De pronto, sin noción del tiempo que había transcurrido, volví a la realidad. Levanté la mirada y mis ojos se encontraron con los de una mujer que acababa de recibir su comisión. Estaba en la plenitud de su madurez: rondaría los cuarenta años, no era bonita, pero su presencia irradiaba una sensualidad avasallante. De complexión robusta, tenía espaldas anchas, hombros redondeados y brazos vigorosos: una auténtica walkiria de las pampas. Vestía una remera blanca estrecha, de mangas muy cortas, que destacaba las formas de sus senos generosos, firmes, y la de una cintura definida, aunque su vientre luciera algo engrosado por los años, la mala comida y, tal vez, el alcohol; la cabellera espesa, renegrida, cortada a la garzón, resaltaba su rostro redondo, de pómulos un poco altos y salientes; la tez, de un tinte un tanto amarronado, característico en las nativas del país, conservaba, llamativamente, la tersura propia de los años mozos; su boca, de labios voluptuosos, incitantes, traslucía, sin embargo, un rictus desdeñoso. Con todo, ejercía un atractivo salvaje, lejos de la ternura artificial que adoptaban aquellas mujeres para seducir a los clientes. No lo voy a ocultar, fantaseé con un encuentro sexual. Pero sus ojos..., sus ojos, intensamente negros, enrojecidos por la vigilia y el humo, lucían opacos, como apagados; en ellos se podía adivinar un cansancio profundo, un cansancio que excedía lo físico, un cansancio de un espíritu doblegado por el hastío, la amargura y la resignación.

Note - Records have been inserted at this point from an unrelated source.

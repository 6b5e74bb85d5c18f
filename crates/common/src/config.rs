//! Layered configuration
//!
//! Sources, highest priority first:
//! 1. Environment variables (`GRAPHMORPH_*`, `__` separates sections)
//! 2. `graphmorph.toml` in the working directory
//! 3. Built-in defaults
//!
//! `GRAPHMORPH_HTTP__REQUEST_TIMEOUT_SECS=10` maps to `http.request_timeout_secs`.
//! The loaded value is immutable and handed to each component constructor.

use crate::{GraphmorphError, Result};
use figment::{
    providers::{Env, Format, Serialized, Toml},
    Figment,
};
use serde::{Deserialize, Serialize};
use std::path::Path;
use std::time::Duration;

/// Prefix for environment overrides
pub const ENV_PREFIX: &str = "GRAPHMORPH_";

/// Project-local config file name
pub const CONFIG_FILE: &str = "graphmorph.toml";

const fn default_request_timeout_secs() -> u64 {
    30
}

const fn default_parallel_scan() -> bool {
    true
}

const fn default_max_iterations() -> u32 {
    25
}

const fn default_run_timeout_secs() -> u64 {
    300
}

/// Outbound HTTP settings shared by the prober and the fetcher
#[derive(Debug, Clone, PartialEq, Eq, Deserialize, Serialize)]
pub struct HttpConfig {
    /// Per-request timeout
    #[serde(default = "default_request_timeout_secs")]
    pub request_timeout_secs: u64,

    /// Sent as `Authorization: Bearer <token>` when present
    #[serde(default)]
    pub bearer_token: Option<String>,

    /// Probe conventional OpenAPI paths concurrently
    #[serde(default = "default_parallel_scan")]
    pub parallel_scan: bool,
}

impl Default for HttpConfig {
    fn default() -> Self {
        Self {
            request_timeout_secs: default_request_timeout_secs(),
            bearer_token: None,
            parallel_scan: default_parallel_scan(),
        }
    }
}

impl HttpConfig {
    pub fn request_timeout(&self) -> Duration {
        Duration::from_secs(self.request_timeout_secs)
    }
}

/// Limits applied to every decide/act loop
#[derive(Debug, Clone, PartialEq, Eq, Deserialize, Serialize)]
pub struct AgentConfig {
    /// Maximum decide steps per loop
    #[serde(default = "default_max_iterations")]
    pub max_iterations: u32,

    /// Wall-clock budget per loop
    #[serde(default = "default_run_timeout_secs")]
    pub run_timeout_secs: u64,
}

impl Default for AgentConfig {
    fn default() -> Self {
        Self {
            max_iterations: default_max_iterations(),
            run_timeout_secs: default_run_timeout_secs(),
        }
    }
}

impl AgentConfig {
    pub fn run_timeout(&self) -> Duration {
        Duration::from_secs(self.run_timeout_secs)
    }
}

/// Process-wide configuration, loaded once at startup
#[derive(Debug, Clone, Default, PartialEq, Eq, Deserialize, Serialize)]
pub struct GraphmorphConfig {
    #[serde(default)]
    pub http: HttpConfig,

    #[serde(default)]
    pub agent: AgentConfig,
}

impl GraphmorphConfig {
    /// Load from defaults, `graphmorph.toml` and `GRAPHMORPH_*` variables
    pub fn load() -> Result<Self> {
        Self::extract(Self::figment())
    }

    /// Load with an explicit config file in place of `graphmorph.toml`
    pub fn load_from(path: &Path) -> Result<Self> {
        if !path.exists() {
            return Err(GraphmorphError::Config(format!(
                "config file {} does not exist",
                path.display()
            )));
        }

        let figment = Figment::from(Serialized::defaults(Self::default()))
            .merge(Toml::file(path))
            .merge(Env::prefixed(ENV_PREFIX).split("__"));
        Self::extract(figment)
    }

    /// Build the provider chain
    pub fn figment() -> Figment {
        let mut figment = Figment::from(Serialized::defaults(Self::default()));

        let local = Path::new(CONFIG_FILE);
        if local.exists() {
            figment = figment.merge(Toml::file(local));
        }

        figment.merge(Env::prefixed(ENV_PREFIX).split("__"))
    }

    fn extract(figment: Figment) -> Result<Self> {
        let config: Self = figment.extract()?;
        config.validate()?;
        Ok(config)
    }

    /// Reject values that would disable timeouts or the loop cap
    pub fn validate(&self) -> Result<()> {
        if self.http.request_timeout_secs == 0 {
            return Err(GraphmorphError::Config(
                "http.request_timeout_secs must be greater than zero".to_string(),
            ));
        }
        if self.agent.max_iterations == 0 {
            return Err(GraphmorphError::Config(
                "agent.max_iterations must be greater than zero".to_string(),
            ));
        }
        if self.agent.run_timeout_secs == 0 {
            return Err(GraphmorphError::Config(
                "agent.run_timeout_secs must be greater than zero".to_string(),
            ));
        }
        Ok(())
    }
}

#[cfg(test)]
mod tests {
    use super::*;
    use figment::Jail;
    use pretty_assertions::assert_eq;

    #[test]
    fn test_defaults_are_correct() {
        let config = GraphmorphConfig::default();
        assert_eq!(config.http.request_timeout_secs, 30);
        assert_eq!(config.http.bearer_token, None);
        assert!(config.http.parallel_scan);
        assert_eq!(config.agent.max_iterations, 25);
        assert_eq!(config.agent.run_timeout(), Duration::from_secs(300));
        assert!(config.validate().is_ok());
    }

    #[test]
    fn test_toml_file_overrides_defaults() {
        Jail::expect_with(|jail| {
            jail.create_file(
                CONFIG_FILE,
                r#"
                [http]
                request_timeout_secs = 5
                parallel_scan = false

                [agent]
                max_iterations = 8
                "#,
            )?;

            let config = GraphmorphConfig::load().expect("config loads");
            assert_eq!(config.http.request_timeout_secs, 5);
            assert!(!config.http.parallel_scan);
            assert_eq!(config.agent.max_iterations, 8);
            assert_eq!(config.agent.run_timeout_secs, 300);
            Ok(())
        });
    }

    #[test]
    fn test_env_beats_toml() {
        Jail::expect_with(|jail| {
            jail.create_file(CONFIG_FILE, "[http]\nrequest_timeout_secs = 5\n")?;
            jail.set_env("GRAPHMORPH_HTTP__REQUEST_TIMEOUT_SECS", "12");
            jail.set_env("GRAPHMORPH_HTTP__BEARER_TOKEN", "secret");

            let config = GraphmorphConfig::load().expect("config loads");
            assert_eq!(config.http.request_timeout(), Duration::from_secs(12));
            assert_eq!(config.http.bearer_token.as_deref(), Some("secret"));
            Ok(())
        });
    }

    #[test]
    fn test_zero_iteration_cap_is_rejected() {
        Jail::expect_with(|jail| {
            jail.set_env("GRAPHMORPH_AGENT__MAX_ITERATIONS", "0");

            let err = GraphmorphConfig::load().unwrap_err();
            assert!(matches!(err, GraphmorphError::Config(_)));
            assert!(err.to_string().contains("max_iterations"));
            Ok(())
        });
    }

    #[test]
    fn test_missing_explicit_file_is_an_error() {
        Jail::expect_with(|_jail| {
            let err = GraphmorphConfig::load_from(Path::new("nope.toml")).unwrap_err();
            assert!(matches!(err, GraphmorphError::Config(_)));
            Ok(())
        });
    }
}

En ese fugaz instante, en que se cruzaron nuestras miradas, me dijo:

—Que va hacerle pibe, de algo hay que laburar[2] —y se marchó.

 

FIN



[1] Pequeños locales con un plantel de alternadoras, popularmente llamadas coperas, cuya tarea era seducir a los parroquianos a fin de estimularlos a consumir una mayor cantidad de copas, por las cuáles ellas percibían una comisión.

[2] Laburar: trabajar en el lunfardo porteño.